Language of document :

Request for a preliminary ruling from the Corte suprema di cassazione (Italy) lodged on 25 April 2018 — Equitalia centro SpA v Poste Italiane SpA

(Case C-284/18)

Language of the case: Italian

Referring court

Corte suprema di cassazione

Parties to the main proceedings

Appellant (and respondent in the cross-appeal): Equitalia centro SpA

Respondent (and appellant in the cross-appeal): Poste Italiane SpA

Questions referred

Is a rule such as that provided for in the combined provisions of Article 10(3) decreto legislativo (Legislative Decree) No 504/1992 and Article 2(18)-(20) of legge (Law) No 662/1996 according to which a reservation of activity (monopoly) in favour of Poste Italiane s.p.a. is set up and maintained — even following the privatisation of the ‘bancoposta’ postal banking services provided by Poste Italiane s.p.a. — in relation to the management of the postal current account intended for the collection of the local tax ICI, contrary to Articles 14 TFEU (formerly Article 7D of the Treaty, then Article 16 TEC) and 106(2) TFEU (formerly Article 90 of the Treaty, then Article 86(2) TEC) and to classification as a service of general economic interest (SGEI), taking into account the evolution of State regulation in the area of tax collection which, since 1997 at least, allows taxpayers and local tax authorities to make payments and collections through the banking system?

If the answer to the first question is that the establishment of the statutory monopoly must be recognised as meeting the SGEI criteria, is a rule such as that resulting from the combined provisions of Article 10(3) decreto legislativo (Legislative Decree) No 504/1992, Article 2(18)-(20) of legge (Law) No 662/1996 and Article 3(1) decreto del Presidente della Repubblica (Presidential Decree) No 144/2001, which grant Poste Italiane s.p.a. the power unilaterally to determine the level of the fee, payable by the agent collecting the ICI taxes, that is applied to each management operation carried out on the postal current account in the name of the agent, contrary to Articles 106(2) TFEU (formerly Article 90 of the Treaty, then Article 86(2) TEC) and 107(1) TFEU (formerly Article 92 of the Treaty, then Article 87 TCE), according to the interpretation of such rules provided by the Court of Justice with reference to the requirements for distinguishing a lawful measure — compensatory of public service obligations — from unlawful State aid (judgment of the Court of Justice of 24 July 2003, Altmark Trans and Regierungspräsidium Magdeburg, C-280/00), regard being had to the fact that Poste Italiane spa, by board decision No 57/1996, set that fee at 100 Lire for the period from 1 April 1997 to 31 May 2001 and at EUR 0.23 for the period from 1 June 2001?

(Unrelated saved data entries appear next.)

use std::sync::Arc;

use chrono::{DateTime, Utc};
use tokio::sync::broadcast;
use uuid::Uuid;

use contracts::domain::a005_fulfillment_order::aggregate::{
    FulfillmentOrder, FulfillmentShipment, FulfillmentStatus, ShipmentPackage,
};
use contracts::domain::a008_shipping_event::aggregate::{ShippingEvent, ShippingEventQuantity};
use contracts::usecases::u502_fulfillment_sync::event::FulfillmentCreated;

use crate::domain::a001_merchant_account::repository as merchants;
use crate::domain::a005_fulfillment_order::repository as fulfillment_orders;
use crate::domain::a007_store_order::repository as store_orders;
use crate::domain::a008_shipping_event::repository as shipping_events;
use crate::shared::config::Config;
use crate::shared::mws::{ConnectionRegistry, MwsError, XmlNode};

use super::adapters::{LineAdapter, OrderAdapter};

/// Submits fulfillment orders to the vendor and reconciles their
/// remote lifecycle back into local state. Accepted submissions are
/// announced on a broadcast channel.
pub struct FulfillmentGateway {
    registry: Arc<ConnectionRegistry>,
    order_adapter: OrderAdapter,
    line_adapter: LineAdapter,
    events: broadcast::Sender<FulfillmentCreated>,
}

impl FulfillmentGateway {
    pub fn new(registry: Arc<ConnectionRegistry>, config: &Config) -> Self {
        let (events, _) = broadcast::channel(64);
        Self {
            registry,
            order_adapter: OrderAdapter::new(
                config.mws.default_order_comment.clone(),
                config.mws.default_shipping_speed.clone(),
            ),
            line_adapter: LineAdapter::new(config.mws.default_currency.clone()),
            events,
        }
    }

    /// Subscribe to accepted-submission announcements
    pub fn subscribe(&self) -> broadcast::Receiver<FulfillmentCreated> {
        self.events.subscribe()
    }

    /// Submit one unsubmitted fulfillment order. An API-level
    /// rejection is absorbed into the SUBMISSION_FAILED status; only
    /// infrastructure failures propagate.
    pub async fn submit_fulfillment_order(
        &self,
        fulfillment_order: &mut FulfillmentOrder,
    ) -> anyhow::Result<()> {
        let merchant = merchants::get_by_id(fulfillment_order.merchant.value())
            .await?
            .ok_or_else(|| anyhow::anyhow!("merchant not found for fulfillment order"))?;
        let order = store_orders::get_by_id(fulfillment_order.order.value())
            .await?
            .ok_or_else(|| anyhow::anyhow!("store order not found for fulfillment order"))?;
        let address = store_orders::get_address(fulfillment_order.shipping_address)
            .await?
            .ok_or_else(|| anyhow::anyhow!("shipping address not found"))?;
        let order_lines = store_orders::list_lines(order.base.id).await?;
        let fo_lines = fulfillment_orders::list_lines(fulfillment_order.base.id).await?;
        let lines: Vec<_> = order_lines
            .into_iter()
            .filter(|line| fo_lines.iter().any(|fl| fl.order_line == line.id))
            .collect();

        let mut fields = self.order_adapter.adapt(
            &order,
            &address,
            &fulfillment_order.fulfillment_id,
        )?;
        fields.insert("Items", self.line_adapter.adapt_all(&lines)?);

        let api = self.registry.get(&merchant);
        match api.create_fulfillment_order(&fields).await {
            Ok(_) => {
                fulfillment_order.status = FulfillmentStatus::Submitted;
                fulfillment_order.date_updated = Utc::now();
                fulfillment_order.before_write();
                fulfillment_orders::update(fulfillment_order).await?;
                let _ = self.events.send(FulfillmentCreated {
                    fulfillment_order: fulfillment_order.clone(),
                });
                tracing::info!(
                    "Submitted fulfillment order {}",
                    fulfillment_order.fulfillment_id
                );
                Ok(())
            }
            Err(e @ MwsError::Api { .. }) => {
                e.log(&format!(
                    "Submitting fulfillment order {} failed",
                    fulfillment_order.fulfillment_id
                ));
                fulfillment_order.status = FulfillmentStatus::SubmissionFailed;
                fulfillment_order.date_updated = Utc::now();
                fulfillment_order.before_write();
                fulfillment_orders::update(fulfillment_order).await?;
                Ok(())
            }
            Err(e) => Err(e.into()),
        }
    }

    /// Pull the remote state of one fulfillment order and reconcile
    /// status, shipments, packages and shipping events
    pub async fn update_fulfillment_order(
        &self,
        fulfillment_order: &mut FulfillmentOrder,
    ) -> anyhow::Result<()> {
        let merchant = merchants::get_by_id(fulfillment_order.merchant.value())
            .await?
            .ok_or_else(|| anyhow::anyhow!("merchant not found for fulfillment order"))?;
        let api = self.registry.get(&merchant);
        let response = api
            .get_fulfillment_order(&fulfillment_order.fulfillment_id)
            .await?;

        if let Some(status) = response
            .find_first("FulfillmentOrder")
            .and_then(|o| o.child_text("FulfillmentOrderStatus"))
        {
            fulfillment_order.status = FulfillmentStatus::from_raw(status);
        }
        fulfillment_order.date_updated = Utc::now();
        fulfillment_order.before_write();
        fulfillment_orders::update(fulfillment_order).await?;

        if let Some(shipments) = response.find_first("FulfillmentShipment") {
            for member in shipments.members() {
                self.reconcile_shipment(fulfillment_order, member).await?;
            }
        }
        Ok(())
    }

    /// Refresh every fulfillment order still in flight, one at a time,
    /// logging and skipping the ones that fail
    pub async fn update_fulfillment_orders(&self) -> anyhow::Result<usize> {
        let mut updated = 0;
        for mut order in fulfillment_orders::list_unresolved().await? {
            match self.update_fulfillment_order(&mut order).await {
                Ok(()) => updated += 1,
                Err(e) => {
                    tracing::error!(
                        "Failed to update fulfillment order {}: {:#}",
                        order.fulfillment_id,
                        e
                    )
                }
            }
        }
        tracing::info!("Refreshed {} fulfillment orders", updated);
        Ok(updated)
    }

    /// Upsert one reported shipment. When the reported status equals
    /// the stored one the whole downstream cascade (packages, line
    /// assignment, shipping event) is skipped, which is what makes the
    /// reconciliation idempotent.
    async fn reconcile_shipment(
        &self,
        fulfillment_order: &FulfillmentOrder,
        member: &XmlNode,
    ) -> anyhow::Result<()> {
        let Some(shipment_id) = member.child_text("AmazonShipmentId") else {
            tracing::warn!("Reported shipment has no AmazonShipmentId, skipped");
            return Ok(());
        };
        let status = member
            .child_text("FulfillmentShipmentStatus")
            .unwrap_or_default()
            .to_string();
        let fulfillment_center_id = member
            .child_text("FulfillmentCenterId")
            .unwrap_or_default()
            .to_string();
        let date_estimated_arrival = parse_date(member, "EstimatedArrivalDateTime");
        let date_shipped = parse_date(member, "ShippingDateTime");

        let shipment = match fulfillment_orders::get_shipment_by_shipment_id(shipment_id).await? {
            Some(mut existing) => {
                if existing.status == status {
                    return Ok(());
                }
                existing.status = status.clone();
                existing.fulfillment_center_id = fulfillment_center_id;
                existing.date_estimated_arrival = date_estimated_arrival;
                existing.date_shipped = date_shipped;
                fulfillment_orders::update_shipment(&existing).await?;
                existing
            }
            None => {
                let fresh = FulfillmentShipment {
                    id: Uuid::new_v4(),
                    shipment_id: shipment_id.to_string(),
                    order: fulfillment_order.order,
                    status: status.clone(),
                    fulfillment_center_id,
                    date_estimated_arrival,
                    date_shipped,
                };
                fulfillment_orders::insert_shipment(&fresh).await?;
                fresh
            }
        };

        let mut notes: Vec<String> = Vec::new();
        let mut packages_by_number: Vec<(i32, Uuid)> = Vec::new();
        if let Some(packages) = member.child("FulfillmentShipmentPackage") {
            for package in packages.members() {
                let Some(number) = package
                    .child_text("PackageNumber")
                    .and_then(|v| v.parse::<i32>().ok())
                else {
                    continue;
                };
                let tracking_number = package
                    .child_text("TrackingNumber")
                    .unwrap_or_default()
                    .to_string();
                let carrier_code = package
                    .child_text("CarrierCode")
                    .unwrap_or_default()
                    .to_string();
                notes.push(format!(
                    "* Shipped package via {} with tracking number {}",
                    carrier_code, tracking_number
                ));
                let row = match fulfillment_orders::get_package(shipment.id, number).await? {
                    Some(mut existing) => {
                        existing.tracking_number = tracking_number;
                        existing.carrier_code = carrier_code;
                        fulfillment_orders::update_package(&existing).await?;
                        existing
                    }
                    None => {
                        let fresh = ShipmentPackage {
                            id: Uuid::new_v4(),
                            shipment: shipment.id,
                            package_number: number,
                            tracking_number,
                            carrier_code,
                        };
                        fulfillment_orders::insert_package(&fresh).await?;
                        fresh
                    }
                };
                packages_by_number.push((number, row.id));
            }
        }

        let mut event = ShippingEvent::new(fulfillment_order.order, status.clone());
        if !notes.is_empty() {
            event.notes = Some(notes.join("\n"));
        }
        shipping_events::insert(&event).await?;

        if let Some(items) = member.child("FulfillmentShipmentItem") {
            self.assign_lines(fulfillment_order, &shipment, &packages_by_number, &event, items)
                .await?;
        }
        Ok(())
    }

    /// Distribute reported item quantities over the order lines that
    /// share the SKU, oldest line first, and record the per-line event
    /// quantities
    async fn assign_lines(
        &self,
        fulfillment_order: &FulfillmentOrder,
        shipment: &FulfillmentShipment,
        packages_by_number: &[(i32, Uuid)],
        event: &ShippingEvent,
        items: &XmlNode,
    ) -> anyhow::Result<()> {
        let fo_lines = fulfillment_orders::list_lines(fulfillment_order.base.id).await?;
        let order_lines = store_orders::list_lines(fulfillment_order.order).await?;

        for item in items.members() {
            let Some(sku) = item.child_text("SellerSKU") else { continue };
            let quantity = item
                .child_text("Quantity")
                .and_then(|v| v.parse::<i32>().ok())
                .unwrap_or(0);
            let package = item
                .child_text("PackageNumber")
                .and_then(|v| v.parse::<i32>().ok())
                .and_then(|n| {
                    packages_by_number
                        .iter()
                        .find(|(number, _)| *number == n)
                        .map(|(_, id)| *id)
                });

            let mut matching: Vec<_> = fo_lines
                .iter()
                .filter(|fl| {
                    order_lines
                        .iter()
                        .any(|ol| ol.id == fl.order_line && ol.partner_sku == sku)
                })
                .collect();
            // Lines sharing a SKU fill up in item-identifier order
            matching.sort_by(|a, b| a.order_item_id.cmp(&b.order_item_id));
            if matching.is_empty() {
                tracing::warn!("Reported SKU {} has no matching order line", sku);
                continue;
            }
            let caps: Vec<i32> = matching.iter().map(|fl| fl.quantity).collect();
            let allocation = allocate_quantity(quantity, &caps);

            for (fl, allocated) in matching.iter().zip(allocation) {
                if allocated == 0 {
                    continue;
                }
                let mut line = (*fl).clone();
                line.shipment = Some(shipment.id);
                line.package = package;
                fulfillment_orders::update_line(&line).await?;
                shipping_events::insert_quantity(&ShippingEventQuantity {
                    id: Uuid::new_v4(),
                    event: event.id,
                    order_line: line.order_line,
                    quantity: allocated,
                })
                .await?;
            }
        }
        Ok(())
    }
}

/// Split a reported total over line capacities, first line first, each
/// share clamped to its line's capacity
pub fn allocate_quantity(total: i32, caps: &[i32]) -> Vec<i32> {
    let mut remaining = total.max(0);
    caps.iter()
        .map(|cap| {
            let take = remaining.min((*cap).max(0));
            remaining -= take;
            take
        })
        .collect()
}

fn parse_date(node: &XmlNode, name: &str) -> Option<DateTime<Utc>> {
    node.child_text(name)
        .and_then(|v| DateTime::parse_from_rfc3339(v).ok())
        .map(|d| d.with_timezone(&Utc))
}
use std::collections::HashMap;
use std::sync::Arc;

use chrono::{DateTime, Utc};
use thiserror::Error;
use uuid::Uuid;

use contracts::domain::a001_merchant_account::aggregate::MerchantAccount;
use contracts::domain::a003_amazon_profile::aggregate::{AmazonProfile, FulfillmentBy};
use contracts::domain::a004_feed_submission::aggregate::{
    FeedReport, FeedResult, FeedSubmission, FeedSubmissionMessage,
};
use contracts::domain::a006_catalog_product::aggregate::{CatalogProduct, CatalogProductId};
use contracts::enums::{FeedType, ProcessingStatus};
use contracts::usecases::u501_feed_export::response::{FeedInfo, SubmitFeedOutcome};

use crate::domain::a001_merchant_account::repository as merchants;
use crate::domain::a002_amazon_marketplace::repository as marketplaces;
use crate::domain::a003_amazon_profile::repository as profiles;
use crate::domain::a004_feed_submission::repository as submissions;
use crate::shared::mws::{ConnectionRegistry, MwsError, XmlNode};

use super::writers::{FeedEnvelope, InventoryFeedWriter, ProductFeedWriter};

#[derive(Debug, Error)]
pub enum FeedError {
    #[error("all products in a feed must belong to the same merchant")]
    MixedMerchants,
    #[error("nothing to submit, the feed has no messages")]
    EmptyFeed,
}

/// Feed export and submission lifecycle operations
pub struct FeedsGateway {
    registry: Arc<ConnectionRegistry>,
    writer: ProductFeedWriter,
}
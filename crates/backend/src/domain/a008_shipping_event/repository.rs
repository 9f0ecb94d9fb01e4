use contracts::domain::a007_store_order::aggregate::{OrderLineId, StoreOrderId};
use contracts::domain::a008_shipping_event::aggregate::{ShippingEvent, ShippingEventQuantity};
use sea_orm::entity::prelude::*;
use sea_orm::{ColumnTrait, EntityTrait, QueryFilter, Set};
use serde::{Deserialize, Serialize};
use uuid::Uuid;

use crate::shared::data::db::get_connection;

#[derive(Clone, Debug, PartialEq, DeriveEntityModel, Serialize, Deserialize)]
#[sea_orm(table_name = "a008_shipping_event")]
pub struct Model {
    #[sea_orm(primary_key, auto_increment = false)]
    pub id: String,
    pub order_ref: String,
    pub event_type: String,
    pub notes: Option<String>,
    pub date_created: chrono::DateTime<chrono::Utc>,
}

#[derive(Copy, Clone, Debug, EnumIter, DeriveRelation)]
pub enum Relation {}

impl ActiveModelBehavior for ActiveModel {}

pub mod quantity {
    use sea_orm::entity::prelude::*;
    use serde::{Deserialize, Serialize};

    #[derive(Clone, Debug, PartialEq, DeriveEntityModel, Serialize, Deserialize)]
    #[sea_orm(table_name = "a008_shipping_event_quantity")]
    pub struct Model {
        #[sea_orm(primary_key, auto_increment = false)]
        pub id: String,
        pub event: String,
        pub order_line: String,
        pub quantity: i32,
    }

    #[derive(Copy, Clone, Debug, EnumIter, DeriveRelation)]
    pub enum Relation {}

    impl ActiveModelBehavior for ActiveModel {}
}

fn event_from_model(m: Model) -> Option<ShippingEvent> {
    let id = Uuid::parse_str(&m.id).ok()?;
    let order = Uuid::parse_str(&m.order_ref).ok()?;
    Some(ShippingEvent {
        id,
        order: StoreOrderId(order),
        event_type: m.event_type,
        notes: m.notes,
        date_created: m.date_created,
    })
}

fn conn() -> &'static DatabaseConnection {
    get_connection()
}

pub async fn insert(event: &ShippingEvent) -> anyhow::Result<()> {
    let active = ActiveModel {
        id: Set(event.id.to_string()),
        order_ref: Set(event.order.value().to_string()),
        event_type: Set(event.event_type.clone()),
        notes: Set(event.notes.clone()),
        date_created: Set(event.date_created),
    };
    active.insert(conn()).await?;
    Ok(())
}

pub async fn insert_quantity(item: &ShippingEventQuantity) -> anyhow::Result<()> {
    let active = quantity::ActiveModel {
        id: Set(item.id.to_string()),
        event: Set(item.event.to_string()),
        order_line: Set(item.order_line.value().to_string()),
        quantity: Set(item.quantity),
    };
    active.insert(conn()).await?;
    Ok(())
}

pub async fn list_by_order(order: StoreOrderId) -> anyhow::Result<Vec<ShippingEvent>> {
    let rows = Entity::find()
        .filter(Column::OrderRef.eq(order.value().to_string()))
        .all(conn())
        .await?;
    Ok(rows.into_iter().filter_map(event_from_model).collect())
}

pub async fn list_quantities_by_event(event: Uuid) -> anyhow::Result<Vec<ShippingEventQuantity>> {
    let rows = quantity::Entity::find()
        .filter(quantity::Column::Event.eq(event.to_string()))
        .all(conn())
        .await?;
    let items = rows
        .into_iter()
        .filter_map(|row| {
            let id = Uuid::parse_str(&row.id).ok()?;
            let order_line = Uuid::parse_str(&row.order_line).ok()?;
            Some(ShippingEventQuantity {
                id,
                event,
                order_line: OrderLineId(order_line),
                quantity: row.quantity,
            })
        })
        .collect();
    Ok(items)
}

Is a set of rules such as that put in place by Article 2(18)-(20) of legge (Law) No 662/1996, Article 3(1) decreto del Presidente della Repubblica (Presidential Decree) No 144/2001 and Article 10(3) decreto legislativo (Legislative Decree) No 504/1992, necessarily subjecting the agent to payment of the fee as unilaterally determined and/or varied by Poste Italiane s.p.a., contrary to Article 102, first paragraph, TFEU (formerly Article 86 of the Treaty, then Article 82(1) TEC), as interpreted by the Court of Justice (see judgments of the Court of Justice of 13 December 1991, Case C-18/88, GB-Inno-BM, of 25 June 1998, Case C-203/96, Dusseldorp and Others, and of 17 May 2001, Case C-340/99, TNT TRACO), since the agent is not otherwise able to withdraw from the postal current account contract without infringing the obligation laid down in Article 10(3) Decreto Legislativo No 504/1992 and, as a consequence, infringing its ICI-collection obligations in regard to the local tax authority?